Le manque d’amour peut trouver son origine dans le fait que l’enfant n’était pas du sexe que l’on désirait, ou qu’il soit né dans un contexte social inadéquat. De manière générale, il s’agit d’enfants qui n’étaient pas les bienvenus. Dans les situations de mères trop aimantes, on note souvent l’absence du père, l’enfant devient «le petit mari de sa mère».

Si ces écrivaines et écrivains parlent de leur maman, c’est pour en dire quoi?
On retrouve souvent le récit de cet événement où l’enfant a soudain pris conscience qu’il n’était pas aimé. Annie Ernaux, par exemple, se souvient de ce moment, dans la boutique de sa mère, où celle-ci encense sa fille décédée, qui était «une petite sainte, si gentille, pas comme celle-là», désignant alors la jeune Annie, la sœur survivante.

Ces instants représentent une sorte de chute mythique, l’enfant comprend qu’il n’est qu’un être de remplacement. Or le fait de comprendre qu’on est mal aimé provoque une difficulté à se sentir exister. Mais ici, les individus ont trouvé cette capacité créative, via l’écriture, pour en quelque sorte s’autobercer, se raconter, par le biais des romans, les histoires qu’on ne leur a pas racontées enfant. C’est souvent après le décès de sa mère que l’artiste, paradoxalement, se réconcilie avec elle et l’intègre à ses œuvres.

Mais quid des enfants trop aimés?
Ils écrivent un peu pour parler de l’enfant symbolique qu’ils ont eu avec leur mère. Et de la déception générée par leur disparition. «C’est la première fois que maman me fait de la peine», une phrase qu’on retrouve à l’identique chez Albert Cohen et Éric-Emmanuel Schmitt.

Contrairement aux mal aimés qui comprennent vite qu’ils le sont, les écrivains trop aimés le découvrent souvent avec la mort de leur maman. Seul Romain Gary s’en était aperçu de son vivant, voyant dans ce trop-plein d’amour un piège, car, après, «on ne pourra pas vivre mieux».

L’écriture a-t-elle permis d’aider ces artistes?
Ces gens-là ne s’en sont pas sortis complètement, écrire les a fait exister, certes, mais on a besoin de l’amour d’un tiers, et ils ont dû écrire, écrire encore, répéter ce processus pour tenter d’atteindre ce sentiment d’être aimé, sans fin.

On ne renonce jamais totalement à sa mère, on attend jusqu’à la fin un signe d’affection.

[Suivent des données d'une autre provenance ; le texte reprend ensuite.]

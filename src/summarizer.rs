// Extractive comment summarizer.
//
// Sentences are ranked by how many problem-framing keywords they mention and
// the best two are stitched together while the result stays short enough.
use crate::util::truncate_chars;

/// Candidates of this many characters or fewer are fragments, not sentences.
pub const MIN_SENTENCE_CHARS: usize = 10;
pub const MAX_SENTENCES: usize = 2;
pub const DEFAULT_MAX_LENGTH: usize = 100;
const SEPARATOR: &str = ". ";

const PROBLEM_KEYWORDS: &[&str] = &[
    "problema",
    "falta",
    "necesitamos",
    "requerimos",
    "urgente",
    "importante",
];

/// Number of problem-framing keywords present in `sentence`.
pub fn sentence_score(sentence: &str) -> usize {
    let lower = sentence.to_lowercase();
    PROBLEM_KEYWORDS.iter().filter(|k| lower.contains(*k)).count()
}

fn candidates(text: &str) -> Vec<&str> {
    text.split(['.', '!', '?'])
        .map(str::trim)
        .filter(|s| s.chars().count() > MIN_SENTENCE_CHARS)
        .collect()
}

/// Summarize `text` in fewer than `max_length` characters where possible.
///
/// Falls back to the first `max_length` characters of `text` when no
/// sentence qualifies or the best one alone is too long.
pub fn summarize(text: &str, max_length: usize) -> String {
    let mut scored: Vec<(&str, usize)> = candidates(text)
        .into_iter()
        .map(|s| (s, sentence_score(s)))
        .collect();
    // Stable: equal scores keep their order of appearance.
    scored.sort_by(|a, b| b.1.cmp(&a.1));

    let mut summary = String::new();
    let mut len = 0usize;
    for (sentence, _) in scored.into_iter().take(MAX_SENTENCES) {
        let sep = if summary.is_empty() { 0 } else { SEPARATOR.len() };
        let next = len + sep + sentence.chars().count();
        if next >= max_length {
            break;
        }
        if !summary.is_empty() {
            summary.push_str(SEPARATOR);
        }
        summary.push_str(sentence);
        len = next;
    }

    if summary.is_empty() {
        truncate_chars(text, max_length)
    } else {
        summary
    }
}

#[cfg(test)]
mod tests {
    use super::*;

    #[test]
    fn picks_most_problematic_sentences_first() {
        let text = "Vivo en el barrio hace años. Hay un problema grave con la falta de agua. \
                    Necesitamos ayuda urgente del municipio.";
        let s = summarize(text, 200);
        assert_eq!(
            s,
            "Hay un problema grave con la falta de agua. Necesitamos ayuda urgente del municipio"
        );
    }

    #[test]
    fn ties_keep_input_order() {
        let text = "Primera oración sin nada. Segunda oración tampoco. Tercera también igual.";
        assert_eq!(
            summarize(text, 200),
            "Primera oración sin nada. Segunda oración tampoco"
        );
    }

    #[test]
    fn drops_fragments_and_falls_back_to_prefix() {
        let text = "Hola. Sí. Gracias.";
        assert_eq!(summarize(text, 8), "Hola. Sí");
        assert_eq!(summarize("", 10), "");
    }

    #[test]
    fn second_sentence_is_skipped_when_it_would_overflow() {
        let text = "Tenemos un problema enorme aquí. Otra oración bastante larga que no cabe.";
        assert_eq!(summarize(text, 40), "Tenemos un problema enorme aquí");
    }

    #[test]
    fn overlong_best_sentence_falls_back_to_truncation() {
        let text = "Esta es una oración demasiado larga para el límite elegido";
        let s = summarize(text, 20);
        assert_eq!(s.chars().count(), 20);
        assert_eq!(s, truncate_chars(text, 20));
    }

    #[test]
    fn output_never_exceeds_limit() {
        let texts = [
            "necesitamos más médicos en el hospital",
            "Hay mucha basura. Falta recolección. Es un problema importante para todos nosotros.",
            "sin puntuación pero con un texto bastante largo que supera el límite de caracteres",
        ];
        for t in texts {
            for n in [5, 20, 50, 100] {
                assert!(summarize(t, n).chars().count() <= n, "{t} / {n}");
            }
        }
    }

    #[test]
    fn summarizing_a_summary_is_stable() {
        let texts = [
            "Vivo en el barrio hace años. Hay un problema grave con la falta de agua. \
             Necesitamos ayuda urgente del municipio.",
            "necesitamos más médicos en el hospital",
            "Hola. Sí. Gracias.",
        ];
        for t in texts {
            let once = summarize(t, DEFAULT_MAX_LENGTH);
            assert_eq!(summarize(&once, DEFAULT_MAX_LENGTH), once, "{t}");
        }
    }

    #[test]
    fn handles_multibyte_text() {
        let text = "¿Dónde está la ambulancia? ¡Falta atención médica urgente!";
        assert_eq!(
            summarize(text, 100),
            "¡Falta atención médica urgente. ¿Dónde está la ambulancia"
        );
    }

    #[test]
    fn separator_counts_toward_the_limit() {
        // 27 + 21 characters fit under 50, but not with the ". " between them.
        let text = "Hay un problema con el agua. Falta luz en la calle.";
        assert_eq!(summarize(text, 50), "Hay un problema con el agua");
        assert_eq!(
            summarize(text, 51),
            "Hay un problema con el agua. Falta luz en la calle"
        );
    }
}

Simenon a écrit 500 bouquins pour essayer d’exister alors que sa mère a donné tout son amour au profit d’un frère mort au Vietnam, et cette impression de manque était toujours là. J’ai été fasciné de voir des gens partir de situations parfois désespérées puis arriver à se faire exister par l’écriture, et ainsi avoir une vie presque normale. J’ai aussi été bouleversé par certains récits, comme ceux de Michel Del Castillo ou Nancy Huston, abandonnés durant leur enfance. Il ne s’agit pas là de résilience cependant: ces auteurs et autrices ne reviennent pas à un état antérieur, ils en émergent en en créant de nouveaux.

Écrire sa mère, Robert Neuburger (Éd. Payot).